Collection entries |
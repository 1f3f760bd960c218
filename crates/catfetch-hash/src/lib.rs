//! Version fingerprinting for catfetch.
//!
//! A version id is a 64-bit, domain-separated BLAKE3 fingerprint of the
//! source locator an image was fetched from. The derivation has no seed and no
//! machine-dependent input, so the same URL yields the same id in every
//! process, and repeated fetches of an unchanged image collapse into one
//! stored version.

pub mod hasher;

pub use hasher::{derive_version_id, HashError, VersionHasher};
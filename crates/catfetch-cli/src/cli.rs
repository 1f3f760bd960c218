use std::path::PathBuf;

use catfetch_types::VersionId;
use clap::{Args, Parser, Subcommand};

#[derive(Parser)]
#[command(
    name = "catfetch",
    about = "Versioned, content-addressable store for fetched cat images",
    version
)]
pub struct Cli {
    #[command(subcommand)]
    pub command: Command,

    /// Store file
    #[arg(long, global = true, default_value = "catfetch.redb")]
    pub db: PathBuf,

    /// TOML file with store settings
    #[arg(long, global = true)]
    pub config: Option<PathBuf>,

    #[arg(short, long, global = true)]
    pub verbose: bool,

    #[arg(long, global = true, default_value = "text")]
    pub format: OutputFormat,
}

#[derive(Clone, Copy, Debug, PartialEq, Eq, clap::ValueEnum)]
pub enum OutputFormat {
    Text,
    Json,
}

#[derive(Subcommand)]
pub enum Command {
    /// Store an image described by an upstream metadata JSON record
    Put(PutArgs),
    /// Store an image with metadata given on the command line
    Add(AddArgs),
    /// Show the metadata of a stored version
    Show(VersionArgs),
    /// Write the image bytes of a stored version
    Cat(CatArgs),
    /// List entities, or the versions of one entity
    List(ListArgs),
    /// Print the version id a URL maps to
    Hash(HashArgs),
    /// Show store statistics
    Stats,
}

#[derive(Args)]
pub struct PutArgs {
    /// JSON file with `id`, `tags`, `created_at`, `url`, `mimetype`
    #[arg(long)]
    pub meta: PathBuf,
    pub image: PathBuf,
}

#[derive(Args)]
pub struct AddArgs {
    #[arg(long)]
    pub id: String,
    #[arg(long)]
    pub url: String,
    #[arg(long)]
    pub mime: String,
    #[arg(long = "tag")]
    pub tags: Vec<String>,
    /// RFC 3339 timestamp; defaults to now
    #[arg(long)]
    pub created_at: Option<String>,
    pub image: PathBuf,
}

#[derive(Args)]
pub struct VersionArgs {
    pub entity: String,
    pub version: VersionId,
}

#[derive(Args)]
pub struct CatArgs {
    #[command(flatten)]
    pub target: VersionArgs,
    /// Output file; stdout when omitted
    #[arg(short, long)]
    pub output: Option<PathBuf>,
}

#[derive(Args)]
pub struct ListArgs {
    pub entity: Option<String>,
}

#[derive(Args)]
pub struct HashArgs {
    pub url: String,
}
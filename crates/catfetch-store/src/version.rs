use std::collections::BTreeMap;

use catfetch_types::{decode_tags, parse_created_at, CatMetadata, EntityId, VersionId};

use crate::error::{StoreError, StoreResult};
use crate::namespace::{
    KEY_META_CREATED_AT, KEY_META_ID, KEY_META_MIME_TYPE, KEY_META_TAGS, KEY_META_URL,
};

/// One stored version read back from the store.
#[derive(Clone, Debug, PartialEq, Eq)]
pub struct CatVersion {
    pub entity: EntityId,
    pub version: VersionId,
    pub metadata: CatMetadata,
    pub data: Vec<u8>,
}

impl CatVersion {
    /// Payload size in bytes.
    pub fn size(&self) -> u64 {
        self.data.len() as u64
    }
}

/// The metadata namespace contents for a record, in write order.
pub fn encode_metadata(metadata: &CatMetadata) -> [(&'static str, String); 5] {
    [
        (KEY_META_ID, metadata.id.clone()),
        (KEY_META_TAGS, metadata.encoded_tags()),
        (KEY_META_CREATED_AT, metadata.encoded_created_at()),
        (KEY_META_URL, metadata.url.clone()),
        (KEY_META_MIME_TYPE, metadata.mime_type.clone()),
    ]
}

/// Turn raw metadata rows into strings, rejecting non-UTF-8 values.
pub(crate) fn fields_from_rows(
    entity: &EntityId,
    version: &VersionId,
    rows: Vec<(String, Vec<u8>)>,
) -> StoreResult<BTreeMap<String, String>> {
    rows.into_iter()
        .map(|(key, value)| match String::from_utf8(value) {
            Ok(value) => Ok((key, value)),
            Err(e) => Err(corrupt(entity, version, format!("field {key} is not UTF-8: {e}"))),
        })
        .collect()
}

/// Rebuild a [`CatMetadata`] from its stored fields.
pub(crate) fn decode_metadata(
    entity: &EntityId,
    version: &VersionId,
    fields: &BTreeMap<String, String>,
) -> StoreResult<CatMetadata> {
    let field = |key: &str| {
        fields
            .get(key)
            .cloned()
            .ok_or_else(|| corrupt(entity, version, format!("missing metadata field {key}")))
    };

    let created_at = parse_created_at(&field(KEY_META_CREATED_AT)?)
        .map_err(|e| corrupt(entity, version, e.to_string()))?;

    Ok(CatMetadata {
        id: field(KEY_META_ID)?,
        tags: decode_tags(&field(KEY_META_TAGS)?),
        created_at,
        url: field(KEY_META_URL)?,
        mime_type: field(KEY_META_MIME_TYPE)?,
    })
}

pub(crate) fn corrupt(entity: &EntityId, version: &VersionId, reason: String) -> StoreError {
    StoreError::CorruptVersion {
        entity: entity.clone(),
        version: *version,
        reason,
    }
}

BRIEF | In the entries above, the lines from the one bearing "of one entity" up to and including the one bearing "use std::collections::BTreeMap;" should be transcribed exactly; no other line is wanted.

YOUR SOLUTION |
    /// List entities, or the versions of one entity
    List(ListArgs),
    /// Print the version id a URL maps to
    Hash(HashArgs),
    /// Show store statistics
    Stats,
}

#[derive(Args)]
pub struct PutArgs {
    /// JSON file with `id`, `tags`, `created_at`, `url`, `mimetype`
    #[arg(long)]
    pub meta: PathBuf,
    pub image: PathBuf,
}

#[derive(Args)]
pub struct AddArgs {
    #[arg(long)]
    pub id: String,
    #[arg(long)]
    pub url: String,
    #[arg(long)]
    pub mime: String,
    #[arg(long = "tag")]
    pub tags: Vec<String>,
    /// RFC 3339 timestamp; defaults to now
    #[arg(long)]
    pub created_at: Option<String>,
    pub image: PathBuf,
}

#[derive(Args)]
pub struct VersionArgs {
    pub entity: String,
    pub version: VersionId,
}

#[derive(Args)]
pub struct CatArgs {
    #[command(flatten)]
    pub target: VersionArgs,
    /// Output file; stdout when omitted
    #[arg(short, long)]
    pub output: Option<PathBuf>,
}

#[derive(Args)]
pub struct ListArgs {
    pub entity: Option<String>,
}

#[derive(Args)]
pub struct HashArgs {
    pub url: String,
}
filename crates/catfetch-store/src/version.rs
use std::collections::BTreeMap;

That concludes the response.